(Task material)

use std::collections::BTreeMap;
use std::fmt;
use std::str::FromStr;

use chrono::{DateTime, Utc};
use chrono_tz::Tz;
use serde::{Deserialize, Serialize};

use pantry_schedule::{
    is_open_now, is_open_this_week, is_open_today, is_open_tomorrow, parse_schedule,
    SchedulePattern,
};

use crate::error::FinderError;

/// Text shown in English and Spanish. Spanish may be blank in source data.
#[derive(Debug, Clone, Default, PartialEq, Eq, Serialize, Deserialize)]
pub struct BilingualText {
    pub en: String,
    #[serde(default)]
    pub es: String,
}

impl BilingualText {
    pub fn new(en: impl Into<String>, es: impl Into<String>) -> Self {
        Self {
            en: en.into(),
            es: es.into(),
        }
    }
}

#[derive(Debug, Clone, Copy, PartialEq, Serialize, Deserialize)]
pub struct Coordinates {
    pub lat: f64,
    pub lng: f64,
}

impl Coordinates {
    pub const fn new(lat: f64, lng: f64) -> Self {
        Self { lat, lng }
    }
}

#[derive(Debug, Clone, Copy, PartialEq, Eq, Hash, Serialize, Deserialize)]
pub enum ServiceTag {
    #[serde(rename = "Walk-up")]
    WalkUp,
    #[serde(rename = "Drive-through")]
    DriveThrough,
}

/// One location as it appears in the dataset.
///
/// The schedule is either already structured (`schedule`) or given raw as
/// weekday columns (`hours`) plus free text (`rawScheduleText`).
#[derive(Debug, Clone, Serialize, Deserialize)]
#[serde(rename_all = "camelCase")]
pub struct LocationRecord {
    pub id: String,
    pub name: BilingualText,
    #[serde(default)]
    pub description: BilingualText,
    #[serde(default)]
    pub address: String,
    #[serde(default)]
    pub city: String,
    #[serde(default)]
    pub state: String,
    #[serde(default)]
    pub postcode: String,
    #[serde(default, skip_serializing_if = "Option::is_none")]
    pub coordinates: Option<Coordinates>,
    #[serde(default)]
    pub phone: Option<String>,
    #[serde(default)]
    pub website: Option<String>,
    #[serde(default, skip_serializing_if = "Option::is_none")]
    pub schedule: Option<SchedulePattern>,
    /// Weekday name (lowercase) → range text, e.g. `"monday": "9:00 - 12:00"`
    #[serde(default, skip_serializing_if = "BTreeMap::is_empty")]
    pub hours: BTreeMap<String, String>,
    #[serde(default)]
    pub raw_schedule_text: BilingualText,
    #[serde(default)]
    pub closures: Option<BilingualText>,
    #[serde(default)]
    pub eligibility: Option<BilingualText>,
    #[serde(default)]
    pub tags: Vec<ServiceTag>,
    #[serde(default)]
    pub hidden: bool,
}

impl LocationRecord {
    /// Resolve the record's schedule, parsing the raw fields if it has no
    /// structured one.
    pub fn into_location(self) -> FoodLocation {
        let schedule = match self.schedule {
            Some(schedule) => schedule,
            None => parse_schedule(&self.raw_schedule_text.en, &self.hours),
        };

        FoodLocation {
            id: self.id,
            name: self.name,
            description: self.description,
            address: self.address,
            city: self.city,
            state: self.state,
            postcode: self.postcode,
            coordinates: self.coordinates,
            phone: self.phone,
            website: self.website,
            schedule,
            raw_schedule_text: self.raw_schedule_text,
            closures: self.closures,
            eligibility: self.eligibility,
            tags: self.tags,
            hidden: self.hidden,
        }
    }
}

/// A location with a resolved schedule.
#[derive(Debug, Clone, PartialEq, Serialize, Deserialize)]
#[serde(rename_all = "camelCase")]
pub struct FoodLocation {
    pub id: String,
    pub name: BilingualText,
    pub description: BilingualText,
    pub address: String,
    pub city: String,
    pub state: String,
    pub postcode: String,
    #[serde(default, skip_serializing_if = "Option::is_none")]
    pub coordinates: Option<Coordinates>,
    pub phone: Option<String>,
    pub website: Option<String>,
    pub schedule: SchedulePattern,
    pub raw_schedule_text: BilingualText,
    pub closures: Option<BilingualText>,
    pub eligibility: Option<BilingualText>,
    pub tags: Vec<ServiceTag>,
    pub hidden: bool,
}

// --- Time filters ---

#[derive(Debug, Clone, Copy, Default, PartialEq, Eq, Hash, Serialize, Deserialize)]
#[serde(rename_all = "kebab-case")]
pub enum TimeFilter {
    #[default]
    OpenNow,
    Today,
    Tomorrow,
    ThisWeek,
}

impl TimeFilter {
    pub const ALL: [TimeFilter; 4] = [
        TimeFilter::OpenNow,
        TimeFilter::Today,
        TimeFilter::Tomorrow,
        TimeFilter::ThisWeek,
    ];

    pub fn as_str(&self) -> &'static str {
        match self {
            TimeFilter::OpenNow => "open-now",
            TimeFilter::Today => "today",
            TimeFilter::Tomorrow => "tomorrow",
            TimeFilter::ThisWeek => "this-week",
        }
    }

    pub fn matches(&self, schedule: &SchedulePattern, now: DateTime<Utc>, tz: Tz) -> bool {
        match self {
            TimeFilter::OpenNow => is_open_now(schedule, now, tz),
            TimeFilter::Today => is_open_today(schedule, now, tz),
            TimeFilter::Tomorrow => is_open_tomorrow(schedule, now, tz),
            TimeFilter::ThisWeek => is_open_this_week(schedule, now, tz),
        }
    }
}

impl fmt::Display for TimeFilter {
    fn fmt(&self, f: &mut fmt::Formatter<'_>) -> fmt::Result {
        f.write_str(self.as_str())
    }
}

impl FromStr for TimeFilter {
    type Err = FinderError;

    fn from_str(s: &str) -> Result<Self, Self::Err> {
        TimeFilter::ALL
            .into_iter()
            .find(|filter| filter.as_str() == s.trim())
            .ok_or_else(|| FinderError::UnknownFilter(s.to_string()))
    }
}

#[cfg(test)]
mod tests {
    use super::*;
    use serde_json::json;

    #[test]
    fn record_with_hours_is_parsed_as_weekly() {
        let record: LocationRecord = serde_json::from_value(json!({
            "id": "loc-1",
            "name": {"en": "Grace Pantry", "es": "Despensa Grace"},
            "hours": {"tuesday": "9:00 AM - 12:00 PM"},
            "rawScheduleText": {"en": "Tuesdays 9-12", "es": "Martes 9-12"},
            "tags": ["Walk-up"]
        }))
        .unwrap();

        let location = record.into_location();
        assert_eq!(location.schedule.kind(), "weekly");
        assert_eq!(location.tags, vec![ServiceTag::WalkUp]);
        assert!(!location.hidden);
    }

    #[test]
    fn record_with_special_text_is_parsed_as_special() {
        let record: LocationRecord = serde_json::from_value(json!({
            "id": "loc-2",
            "name": {"en": "Harbor Church"},
            "rawScheduleText": {"en": "2nd and 4th Saturday 8:00 - 10:00 a.m."}
        }))
        .unwrap();
        assert_eq!(record.into_location().schedule.kind(), "special");
    }

    #[test]
    fn structured_schedule_wins_over_raw_fields() {
        let record: LocationRecord = serde_json::from_value(json!({
            "id": "loc-3",
            "name": {"en": "Mesa Food Share"},
            "schedule": {"type": "unknown", "rawText": "By appointment"},
            "hours": {"monday": "9 - 12"}
        }))
        .unwrap();
        assert_eq!(
            record.into_location().schedule,
            SchedulePattern::Unknown {
                raw_text: "By appointment".to_string()
            }
        );
    }

    #[test]
    fn record_without_schedule_info_is_unknown() {
        let record: LocationRecord =
            serde_json::from_value(json!({"id": "loc-4", "name": {"en": "Pop-up"}})).unwrap();
        assert_eq!(
            record.into_location().schedule,
            SchedulePattern::Unknown {
                raw_text: "Schedule not available".to_string()
            }
        );
    }

    #[test]
    fn time_filter_round_trips_through_str() {
        for filter in TimeFilter::ALL {
            assert_eq!(filter.as_str().parse::<TimeFilter>().unwrap(), filter);
        }
        assert!("next-month".parse::<TimeFilter>().is_err());
        assert_eq!(
            serde_json::to_string(&TimeFilter::ThisWeek).unwrap(),
            "\"this-week\""
        );
    }
}
pub mod config;
pub mod error;
pub mod file_config;
pub mod geo;
pub mod location;
pub mod region;
pub mod zip;

pub use config::Config;
pub use error::FinderError;
pub use geo::*;
pub use location::*;
pub use region::*;
pub use zip::*;
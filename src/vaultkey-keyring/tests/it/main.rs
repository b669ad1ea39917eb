//! Consolidated integration tests for vaultkey-keyring.
//!
//! One test binary keeps proptest suites from running as parallel processes.
//! See: https://matklad.github.io/2021/02/27/delete-cargo-integration-tests.html

use std::sync::Arc;

use chrono::{TimeZone, Utc};
use vaultkey_keyring::{
    AccessPolicy, BiometricStrength, ChallengeConcurrency, EmulatedHardwareStore, KeyProvider,
    ManualClock, PlatformCapabilities, PlatformCryptoOps, ProviderConfig, ScriptedPresenter,
    ScriptedResponse, SoftwareStore,
};

mod chain;
mod concurrency;
mod provider;
mod window;

/// Provider on an emulated hardware store, sharing one manual clock.
pub struct Harness {
    pub provider: Arc<KeyProvider>,
    pub presenter: Arc<ScriptedPresenter>,
    pub clock: Arc<ManualClock>,
}

impl Harness {
    pub fn new(caps: PlatformCapabilities) -> Self {
        Self::with_config(caps, ProviderConfig::default(), Vec::new())
    }

    pub fn scripted(
        caps: PlatformCapabilities,
        script: impl IntoIterator<Item = ScriptedResponse>,
    ) -> Self {
        Self::with_config(caps, ProviderConfig::default(), script)
    }

    pub fn with_concurrency(caps: PlatformCapabilities, concurrency: ChallengeConcurrency) -> Self {
        Self::with_config(caps, ProviderConfig::default().concurrency(concurrency), Vec::new())
    }

    pub fn with_config(
        caps: PlatformCapabilities,
        config: ProviderConfig,
        script: impl IntoIterator<Item = ScriptedResponse>,
    ) -> Self {
        let clock = Arc::new(ManualClock::new(Utc.with_ymd_and_hms(2024, 5, 1, 12, 0, 0).unwrap()));
        let store = EmulatedHardwareStore::with_clock(caps, clock.clone()).unwrap();
        let presenter = Arc::new(ScriptedPresenter::with_script(script));
        let provider = KeyProvider::with_clock(
            Arc::new(store),
            Some(presenter.clone()),
            config,
            clock.clone(),
        )
        .unwrap();

        Self {
            provider: Arc::new(provider),
            presenter,
            clock,
        }
    }

    /// Ops for the active backend carrying a strong biometric policy.
    pub fn biometric_ops(&self, timeout_seconds: u32) -> PlatformCryptoOps {
        self.provider
            .platform_ops()
            .with_access_policy(AccessPolicy::biometric(timeout_seconds, BiometricStrength::Strong))
            .unwrap()
    }
}

pub fn software_provider() -> KeyProvider {
    KeyProvider::new(Arc::new(SoftwareStore::new()), None, ProviderConfig::default()).unwrap()
}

(End Task material)

* Problem statement *
The expected answer is a copy of each line in the listing above that contains "EmulatedHardwareStore".

* Output *
    AccessPolicy, BiometricStrength, ChallengeConcurrency, EmulatedHardwareStore, KeyProvider,
        let store = EmulatedHardwareStore::with_clock(caps, clock.clone()).unwrap();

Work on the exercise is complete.